▸ DATA FOR ANALYSIS:
::::::

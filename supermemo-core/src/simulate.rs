//! Replays a sequence of reviews against a fresh item and records every step.

use crate::{
    ClassicItem, ClassicScheduler, ClassicTransition, CoreError, DayIndex, PlusItem,
    PlusScheduler, PlusTransition,
};
use serde::Serialize;

#[derive(Clone, Debug, PartialEq, Serialize)]
pub struct ClassicStep {
    pub quality: i32,
    pub transition: ClassicTransition,
    pub item: ClassicItem,
}

#[derive(Clone, Debug, PartialEq, Serialize)]
pub struct PlusStep {
    pub day: DayIndex,
    pub performance: f64,
    pub transition: PlusTransition,
    pub item: PlusItem,
}

pub fn simulate_classic(
    scheduler: &ClassicScheduler,
    qualities: &[i32],
) -> Result<Vec<ClassicStep>, CoreError> {
    let mut item = scheduler.create();
    let mut steps = Vec::with_capacity(qualities.len());
    for &quality in qualities {
        let transition = scheduler.update(&mut item, quality)?;
        steps.push(ClassicStep {
            quality,
            transition,
            item: item.clone(),
        });
    }
    Ok(steps)
}

/// Each review happens `round(days_between_reviews)` days after the previous
/// one, starting from `start_day`. Runs that push the interval past the range
/// of a day index stop with `CoreError::DayOverflow`.
pub fn simulate_plus_following(
    scheduler: &PlusScheduler,
    start_day: DayIndex,
    performances: &[f64],
) -> Result<Vec<PlusStep>, CoreError> {
    let mut item = scheduler.create(start_day);
    let mut day = start_day;
    let mut steps = Vec::with_capacity(performances.len());
    for &performance in performances {
        day = day
            .checked_add(item.next_review_date()? - item.last_review_date)
            .ok_or(CoreError::DayOverflow {
                from: day,
                days: item.days_between_reviews,
            })?;
        steps.push(plus_step(scheduler, &mut item, day, performance)?);
    }
    Ok(steps)
}

pub fn simulate_plus_on_days(
    scheduler: &PlusScheduler,
    start_day: DayIndex,
    reviews: &[(DayIndex, f64)],
) -> Result<Vec<PlusStep>, CoreError> {
    let mut item = scheduler.create(start_day);
    reviews
        .iter()
        .map(|&(day, performance)| plus_step(scheduler, &mut item, day, performance))
        .collect()
}

fn plus_step(
    scheduler: &PlusScheduler,
    item: &mut PlusItem,
    day: DayIndex,
    performance: f64,
) -> Result<PlusStep, CoreError> {
    let transition = scheduler.update(item, day, performance)?;
    Ok(PlusStep {
        day,
        performance,
        transition,
        item: item.clone(),
    })
}
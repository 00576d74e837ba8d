use ordered_float::OrderedFloat;
use rand::{Rng, SeedableRng};
use rand_chacha::ChaCha8Rng;

use crate::config::UmapParams;
use crate::features::FeatureVector;
use crate::stats::{euclidean, sq_dist};

const SPREAD: f64 = 1.0;
const GRAD_CLIP: f64 = 4.0;
const INIT_RANGE: f64 = 10.0;

/// Tilpass a, b slik at 1/(1 + a·d^(2b)) følger min_dist-kurven (grovt rutenett).
pub fn fit_ab(min_dist: f64) -> (f64, f64) {
    let xs: Vec<f64> = (0..300).map(|i| i as f64 * 3.0 * SPREAD / 299.0).collect();
    let target: Vec<f64> = xs
        .iter()
        .map(|&x| if x < min_dist { 1.0 } else { (-(x - min_dist) / SPREAD).exp() })
        .collect();

    let mut best = (1.577, 0.895);
    let mut best_err = f64::INFINITY;
    for ai in 1..=100 {
        let a = ai as f64 * 0.05;
        for bi in 30..=200 {
            let b = bi as f64 * 0.01;
            let err: f64 = xs
                .iter()
                .zip(target.iter())
                .map(|(&x, &t)| (1.0 / (1.0 + a * x.powf(2.0 * b)) - t).powi(2))
                .sum();
            if err < best_err {
                best_err = err;
                best = (a, b);
            }
        }
    }
    best
}

/// Vektet, symmetrisk kNN-graf (fuzzy union) som kantliste.
fn fuzzy_graph(data: &[FeatureVector], n_neighbors: usize) -> Vec<(usize, usize, f64)> {
    let n = data.len();
    let k = n_neighbors.min(n - 1).max(1);
    let target = (k as f64).log2().max(1e-3);

    let mut weights = vec![0.0f64; n * n];
    for i in 0..n {
        let mut nbrs: Vec<(usize, f64)> = (0..n)
            .filter(|&j| j != i)
            .map(|j| (j, euclidean(&data[i], &data[j])))
            .collect();
        nbrs.sort_by_key(|nb| OrderedFloat(nb.1));
        nbrs.truncate(k);

        let rho = nbrs.first().map(|nb| nb.1).unwrap_or(0.0);
        let mut lo = 0.0f64;
        let mut hi = f64::INFINITY;
        let mut sigma = 1.0f64;
        for _ in 0..64 {
            let s: f64 = nbrs.iter().map(|&(_, d)| (-(d - rho).max(0.0) / sigma).exp()).sum();
            if (s - target).abs() < 1e-5 {
                break;
            }
            if s > target {
                hi = sigma;
                sigma = (lo + hi) / 2.0;
            } else {
                lo = sigma;
                sigma = if hi.is_finite() { (lo + hi) / 2.0 } else { sigma * 2.0 };
            }
        }
        let sigma = sigma.max(1e-6);
        for &(j, d) in &nbrs {
            weights[i * n + j] = (-(d - rho).max(0.0) / sigma).exp();
        }
    }

    let mut edges = Vec::new();
    for i in 0..n {
        for j in (i + 1)..n {
            let a = weights[i * n + j];
            let b = weights[j * n + i];
            let w = a + b - a * b;
            if w > 0.0 {
                edges.push((i, j, w));
            }
        }
    }
    edges
}

#[inline]
fn clip(v: f64) -> f64 {
    v.clamp(-GRAD_CLIP, GRAD_CLIP)
}

/// UMAP-variant: kNN-graf + SGD med negativ sampling. Uskalert utdata.
pub fn umap(data: &[FeatureVector], params: &UmapParams, seed: u64) -> Vec<[f64; 2]> {
    let n = data.len();
    let edges = fuzzy_graph(data, params.n_neighbors);
    let (a, b) = fit_ab(params.min_dist);
    let max_w = edges.iter().map(|e| e.2).fold(0.0f64, f64::max).max(1e-12);

    let mut rng = ChaCha8Rng::seed_from_u64(seed);
    let mut y: Vec<[f64; 2]> = (0..n)
        .map(|_| {
            [
                rng.gen_range(-INIT_RANGE..INIT_RANGE),
                rng.gen_range(-INIT_RANGE..INIT_RANGE),
            ]
        })
        .collect();

    let epochs = params.epochs.max(1);
    for epoch in 0..epochs {
        let alpha = params.learning_rate * (1.0 - epoch as f64 / epochs as f64);
        for &(i, j, w) in &edges {
            // Kanter samples proporsjonalt med vekt
            if rng.gen::<f64>() > w / max_w {
                continue;
            }

            let d2 = sq_dist(&y[i], &y[j]);
            if d2 > 0.0 {
                let coeff = -2.0 * a * b * d2.powf(b - 1.0) / (1.0 + a * d2.powf(b));
                for d in 0..2 {
                    let g = clip(coeff * (y[i][d] - y[j][d])) * alpha;
                    y[i][d] += g;
                    y[j][d] -= g;
                }
            }

            for _ in 0..params.negative_samples {
                let k = rng.gen_range(0..n);
                if k == i {
                    continue;
                }
                let d2 = sq_dist(&y[i], &y[k]);
                let coeff = 2.0 * b / ((0.001 + d2) * (1.0 + a * d2.powf(b)));
                for d in 0..2 {
                    y[i][d] += clip(coeff * (y[i][d] - y[k][d])) * alpha;
                }
            }
        }
    }
    y
}
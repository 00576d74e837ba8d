// --- RoundTo trait (offentlig, brukt av confidence/trend) ---
pub trait RoundTo {
    fn round_to(self, dp: u32) -> f64;
}

impl RoundTo for f64 {
    #[inline]
    fn round_to(self, dp: u32) -> f64 {
        if dp == 0 { return self.round(); }
        let factor = 10_f64.powi(dp as i32);
        (self * factor).round() / factor
    }
}

pub fn mean(xs: &[f64]) -> f64 {
    if xs.is_empty() { return 0.0; }
    xs.iter().sum::<f64>() / xs.len() as f64
}

/// Populasjonsvarians (deler på n).
pub fn variance(xs: &[f64]) -> f64 {
    if xs.is_empty() { return 0.0; }
    let m = mean(xs);
    xs.iter().map(|x| (x - m).powi(2)).sum::<f64>() / xs.len() as f64
}

#[inline]
pub fn euclidean(a: &[f64], b: &[f64]) -> f64 {
    a.iter().zip(b.iter()).map(|(x, y)| (x - y).powi(2)).sum::<f64>().sqrt()
}

#[inline]
pub fn sq_dist(a: &[f64], b: &[f64]) -> f64 {
    a.iter().zip(b.iter()).map(|(x, y)| (x - y).powi(2)).sum()
}

/// Vektet snitt; 0.0 når vektsummen er 0.
pub fn weighted_mean(values: &[f64], weights: &[f64]) -> f64 {
    let mut sum = 0.0;
    let mut wsum = 0.0;
    for (v, w) in values.iter().zip(weights.iter()) {
        sum += v * w;
        wsum += w;
    }
    if wsum > 0.0 { sum / wsum } else { 0.0 }
}
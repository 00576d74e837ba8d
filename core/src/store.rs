//! Nøkkel/verdi-grensesnitt mot eksterne lagre: metadata per økt og
//! klyngeetiketter. Minneversjonene brukes i tester og JSON-inngangen;
//! filversjonene ligger i `storage`.

use std::collections::BTreeMap;
use std::sync::Mutex;

use crate::error::{AnalysisError, Result};
use crate::types::{ClusterId, SessionId, SessionMeta, SessionMetaPatch};

pub trait MetadataStore: Send + Sync {
    /// Metadata for økten, eller tom standard når ingenting er lagret.
    fn get(&self, id: SessionId) -> Result<SessionMeta>;
    fn set(&self, id: SessionId, meta: SessionMeta) -> Result<()>;
    fn all(&self) -> Result<BTreeMap<SessionId, SessionMeta>>;

    /// Slå sammen en delvis oppdatering med eksisterende verdi.
    fn update(&self, id: SessionId, patch: &SessionMetaPatch) -> Result<SessionMeta> {
        let next = self.get(id)?.merged(patch);
        self.set(id, next.clone())?;
        Ok(next)
    }
}

pub trait ClusterLabelStore: Send + Sync {
    fn get(&self, id: ClusterId) -> Result<Option<String>>;
    fn set(&self, id: ClusterId, label: &str) -> Result<()>;
}

fn poisoned<T>(_: T) -> AnalysisError {
    AnalysisError::Storage("store lock poisoned".into())
}

#[derive(Debug, Default)]
pub struct InMemoryMetadataStore {
    inner: Mutex<BTreeMap<SessionId, SessionMeta>>,
}

impl InMemoryMetadataStore {
    pub fn new() -> Self {
        Self::default()
    }

    pub fn with_entries(entries: BTreeMap<SessionId, SessionMeta>) -> Self {
        Self { inner: Mutex::new(entries) }
    }
}

impl MetadataStore for InMemoryMetadataStore {
    fn get(&self, id: SessionId) -> Result<SessionMeta> {
        let map = self.inner.lock().map_err(poisoned)?;
        Ok(map.get(&id).cloned().unwrap_or_default())
    }

    fn set(&self, id: SessionId, meta: SessionMeta) -> Result<()> {
        self.inner.lock().map_err(poisoned)?.insert(id, meta);
        Ok(())
    }

    fn all(&self) -> Result<BTreeMap<SessionId, SessionMeta>> {
        Ok(self.inner.lock().map_err(poisoned)?.clone())
    }
}

#[derive(Debug, Default)]
pub struct InMemoryLabelStore {
    inner: Mutex<BTreeMap<ClusterId, String>>,
}

impl InMemoryLabelStore {
    pub fn new() -> Self {
        Self::default()
    }

    pub fn snapshot(&self) -> Result<BTreeMap<ClusterId, String>> {
        Ok(self.inner.lock().map_err(poisoned)?.clone())
    }
}

impl ClusterLabelStore for InMemoryLabelStore {
    fn get(&self, id: ClusterId) -> Result<Option<String>> {
        Ok(self.inner.lock().map_err(poisoned)?.get(&id).cloned())
    }

    fn set(&self, id: ClusterId, label: &str) -> Result<()> {
        self.inner.lock().map_err(poisoned)?.insert(id, label.to_string());
        Ok(())
    }
}
use prometheus::{Encoder, IntCounter, IntGauge, Registry, TextEncoder};

use crate::error::{AnalysisError, Result};

/// Tellere for orkestratoren, i eget register (ingen global tilstand).
#[derive(Clone)]
pub struct Telemetry {
    registry: Registry,
    pub recompute_total: IntCounter,
    pub recompute_failed_total: IntCounter,
    pub recompute_superseded_total: IntCounter,
    pub partial_recompute_total: IntCounter,
    pub label_store_hit_total: IntCounter,
    pub label_store_miss_total: IntCounter,
    pub sessions: IntGauge,
}

fn counter(registry: &Registry, name: &str, help: &str) -> Result<IntCounter> {
    let c = IntCounter::new(name, help).map_err(|e| AnalysisError::Config(e.to_string()))?;
    registry
        .register(Box::new(c.clone()))
        .map_err(|e| AnalysisError::Config(e.to_string()))?;
    Ok(c)
}

impl Telemetry {
    pub fn new() -> Result<Self> {
        let registry = Registry::new();
        let sessions = IntGauge::new("runmap_sessions", "Sessions in the last successful recompute")
            .map_err(|e| AnalysisError::Config(e.to_string()))?;
        registry
            .register(Box::new(sessions.clone()))
            .map_err(|e| AnalysisError::Config(e.to_string()))?;

        Ok(Self {
            recompute_total: counter(&registry, "runmap_recompute_total", "Full recomputes started")?,
            recompute_failed_total: counter(&registry, "runmap_recompute_failed_total", "Full recomputes that failed")?,
            recompute_superseded_total: counter(
                &registry,
                "runmap_recompute_superseded_total",
                "Full recomputes discarded because a newer trigger arrived",
            )?,
            partial_recompute_total: counter(
                &registry,
                "runmap_partial_recompute_total",
                "Metadata-only recomputes applied",
            )?,
            label_store_hit_total: counter(&registry, "runmap_label_store_hit_total", "Cluster labels reused from the store")?,
            label_store_miss_total: counter(&registry, "runmap_label_store_miss_total", "Cluster labels computed and persisted")?,
            sessions,
            registry,
        })
    }

    /// Tekstformatet for scraping.
    pub fn gather_text(&self) -> Result<String> {
        let mut buf = Vec::new();
        TextEncoder::new()
            .encode(&self.registry.gather(), &mut buf)
            .map_err(|e| AnalysisError::Storage(e.to_string()))?;
        String::from_utf8(buf).map_err(|e| AnalysisError::Storage(e.to_string()))
    }
}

::::::

▸ WORK TASK:
Report, from the entries above, each line where "coeff" is found.

▸ WRITTEN RESPONSE:
                let coeff = -2.0 * a * b * d2.powf(b - 1.0) / (1.0 + a * d2.powf(b));
                    let g = clip(coeff * (y[i][d] - y[j][d])) * alpha;
                let coeff = 2.0 * b / ((0.001 + d2) * (1.0 + a * d2.powf(b)));
                    y[i][d] += clip(coeff * (y[i][d] - y[k][d])) * alpha;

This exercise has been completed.